:: ACTIVITY ::
Report each line from the data below that holds the word "Configure".

:: DATA TO USE ::
+-------+

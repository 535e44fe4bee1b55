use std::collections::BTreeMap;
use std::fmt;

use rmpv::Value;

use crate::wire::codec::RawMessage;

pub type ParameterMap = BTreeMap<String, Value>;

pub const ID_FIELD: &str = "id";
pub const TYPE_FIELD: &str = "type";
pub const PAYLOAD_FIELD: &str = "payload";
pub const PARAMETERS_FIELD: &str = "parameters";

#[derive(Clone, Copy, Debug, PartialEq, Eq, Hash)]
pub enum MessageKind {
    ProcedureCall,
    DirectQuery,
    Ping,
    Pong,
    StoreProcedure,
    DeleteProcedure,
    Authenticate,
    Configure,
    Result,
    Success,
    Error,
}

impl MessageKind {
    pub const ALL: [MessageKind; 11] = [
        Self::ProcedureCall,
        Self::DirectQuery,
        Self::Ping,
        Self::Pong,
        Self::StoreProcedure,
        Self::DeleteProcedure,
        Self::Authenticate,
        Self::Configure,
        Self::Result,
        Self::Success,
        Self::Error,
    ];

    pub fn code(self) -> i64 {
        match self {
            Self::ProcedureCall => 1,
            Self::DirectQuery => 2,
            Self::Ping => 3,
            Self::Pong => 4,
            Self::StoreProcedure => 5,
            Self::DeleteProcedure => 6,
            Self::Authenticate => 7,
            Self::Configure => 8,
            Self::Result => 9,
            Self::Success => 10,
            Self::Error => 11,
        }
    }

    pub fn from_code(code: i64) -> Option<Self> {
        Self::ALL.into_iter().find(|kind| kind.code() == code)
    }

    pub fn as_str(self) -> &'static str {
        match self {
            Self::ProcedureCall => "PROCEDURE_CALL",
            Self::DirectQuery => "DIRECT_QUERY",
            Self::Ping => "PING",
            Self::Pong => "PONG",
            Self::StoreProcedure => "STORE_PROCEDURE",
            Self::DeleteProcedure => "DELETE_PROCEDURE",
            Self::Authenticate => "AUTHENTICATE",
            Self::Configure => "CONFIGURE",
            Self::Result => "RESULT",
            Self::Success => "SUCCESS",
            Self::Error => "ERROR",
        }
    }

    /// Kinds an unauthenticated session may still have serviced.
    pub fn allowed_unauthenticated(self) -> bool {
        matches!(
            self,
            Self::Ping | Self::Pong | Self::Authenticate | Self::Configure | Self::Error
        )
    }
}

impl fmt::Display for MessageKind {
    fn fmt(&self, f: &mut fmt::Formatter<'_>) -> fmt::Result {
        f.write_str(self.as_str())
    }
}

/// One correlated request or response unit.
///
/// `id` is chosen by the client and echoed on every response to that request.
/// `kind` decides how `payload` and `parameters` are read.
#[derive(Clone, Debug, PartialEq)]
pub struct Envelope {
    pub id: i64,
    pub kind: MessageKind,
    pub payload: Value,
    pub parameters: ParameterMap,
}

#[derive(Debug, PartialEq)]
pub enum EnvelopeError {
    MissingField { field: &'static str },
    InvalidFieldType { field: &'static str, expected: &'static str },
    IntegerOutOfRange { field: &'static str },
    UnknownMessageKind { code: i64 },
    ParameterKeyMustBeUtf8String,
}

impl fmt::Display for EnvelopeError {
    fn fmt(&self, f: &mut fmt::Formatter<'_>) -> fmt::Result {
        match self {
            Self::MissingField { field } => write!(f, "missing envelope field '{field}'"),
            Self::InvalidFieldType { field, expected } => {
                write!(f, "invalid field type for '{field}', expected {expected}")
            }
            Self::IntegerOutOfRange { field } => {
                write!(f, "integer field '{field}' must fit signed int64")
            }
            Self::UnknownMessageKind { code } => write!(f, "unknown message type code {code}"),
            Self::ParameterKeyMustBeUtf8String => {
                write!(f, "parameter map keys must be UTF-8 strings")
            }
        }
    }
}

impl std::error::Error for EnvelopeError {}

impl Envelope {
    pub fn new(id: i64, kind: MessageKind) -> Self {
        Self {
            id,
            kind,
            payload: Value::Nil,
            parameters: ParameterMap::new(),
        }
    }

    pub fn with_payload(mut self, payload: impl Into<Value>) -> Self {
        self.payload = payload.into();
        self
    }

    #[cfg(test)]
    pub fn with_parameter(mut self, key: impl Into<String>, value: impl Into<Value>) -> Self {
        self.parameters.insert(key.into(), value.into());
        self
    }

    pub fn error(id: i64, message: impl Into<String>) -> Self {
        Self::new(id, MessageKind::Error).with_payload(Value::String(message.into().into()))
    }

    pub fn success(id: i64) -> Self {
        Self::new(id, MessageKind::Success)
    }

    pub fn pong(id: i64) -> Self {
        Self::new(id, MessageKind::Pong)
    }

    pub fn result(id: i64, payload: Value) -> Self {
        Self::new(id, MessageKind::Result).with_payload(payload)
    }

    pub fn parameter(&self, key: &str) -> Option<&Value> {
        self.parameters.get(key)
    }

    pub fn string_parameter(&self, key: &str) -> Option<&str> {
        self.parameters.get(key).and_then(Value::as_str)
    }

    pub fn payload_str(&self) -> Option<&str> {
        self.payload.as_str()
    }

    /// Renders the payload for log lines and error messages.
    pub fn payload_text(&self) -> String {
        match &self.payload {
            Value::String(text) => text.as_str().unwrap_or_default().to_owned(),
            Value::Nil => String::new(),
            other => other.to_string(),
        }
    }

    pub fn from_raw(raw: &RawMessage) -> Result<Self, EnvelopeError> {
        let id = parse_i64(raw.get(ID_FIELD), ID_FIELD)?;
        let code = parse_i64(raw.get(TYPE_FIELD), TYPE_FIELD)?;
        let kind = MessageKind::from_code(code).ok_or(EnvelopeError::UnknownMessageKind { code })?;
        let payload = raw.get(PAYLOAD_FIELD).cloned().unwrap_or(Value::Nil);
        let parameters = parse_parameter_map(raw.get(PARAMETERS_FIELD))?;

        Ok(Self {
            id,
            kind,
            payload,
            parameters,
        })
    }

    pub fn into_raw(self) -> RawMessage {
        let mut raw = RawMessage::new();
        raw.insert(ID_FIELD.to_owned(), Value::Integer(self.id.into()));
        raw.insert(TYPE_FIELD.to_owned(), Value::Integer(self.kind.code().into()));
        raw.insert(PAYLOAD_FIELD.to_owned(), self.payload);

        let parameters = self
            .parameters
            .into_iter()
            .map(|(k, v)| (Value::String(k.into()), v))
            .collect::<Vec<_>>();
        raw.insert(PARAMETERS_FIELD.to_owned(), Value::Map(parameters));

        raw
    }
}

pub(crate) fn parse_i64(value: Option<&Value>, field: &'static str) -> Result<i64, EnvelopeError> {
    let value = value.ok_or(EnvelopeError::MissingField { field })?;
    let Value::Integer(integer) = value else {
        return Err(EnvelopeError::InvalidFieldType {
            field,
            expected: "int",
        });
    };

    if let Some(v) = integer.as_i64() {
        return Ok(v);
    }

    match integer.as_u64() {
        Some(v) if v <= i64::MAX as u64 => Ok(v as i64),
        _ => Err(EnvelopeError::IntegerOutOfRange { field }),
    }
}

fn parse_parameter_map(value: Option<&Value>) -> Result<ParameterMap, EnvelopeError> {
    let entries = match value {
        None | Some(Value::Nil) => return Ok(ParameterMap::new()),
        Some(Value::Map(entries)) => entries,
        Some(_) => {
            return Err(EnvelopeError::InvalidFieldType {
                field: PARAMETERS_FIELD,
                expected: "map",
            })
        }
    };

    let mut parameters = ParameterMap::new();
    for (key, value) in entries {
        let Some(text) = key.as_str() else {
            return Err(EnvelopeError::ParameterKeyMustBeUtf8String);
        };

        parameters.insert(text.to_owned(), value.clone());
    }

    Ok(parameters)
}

+-------+

:: SOLUTION TO THIS PROBLEM ::
    Configure,
        Self::Configure,
            Self::Configure => 8,
            Self::Configure => "CONFIGURE",
            Self::Ping | Self::Pong | Self::Authenticate | Self::Configure | Self::Error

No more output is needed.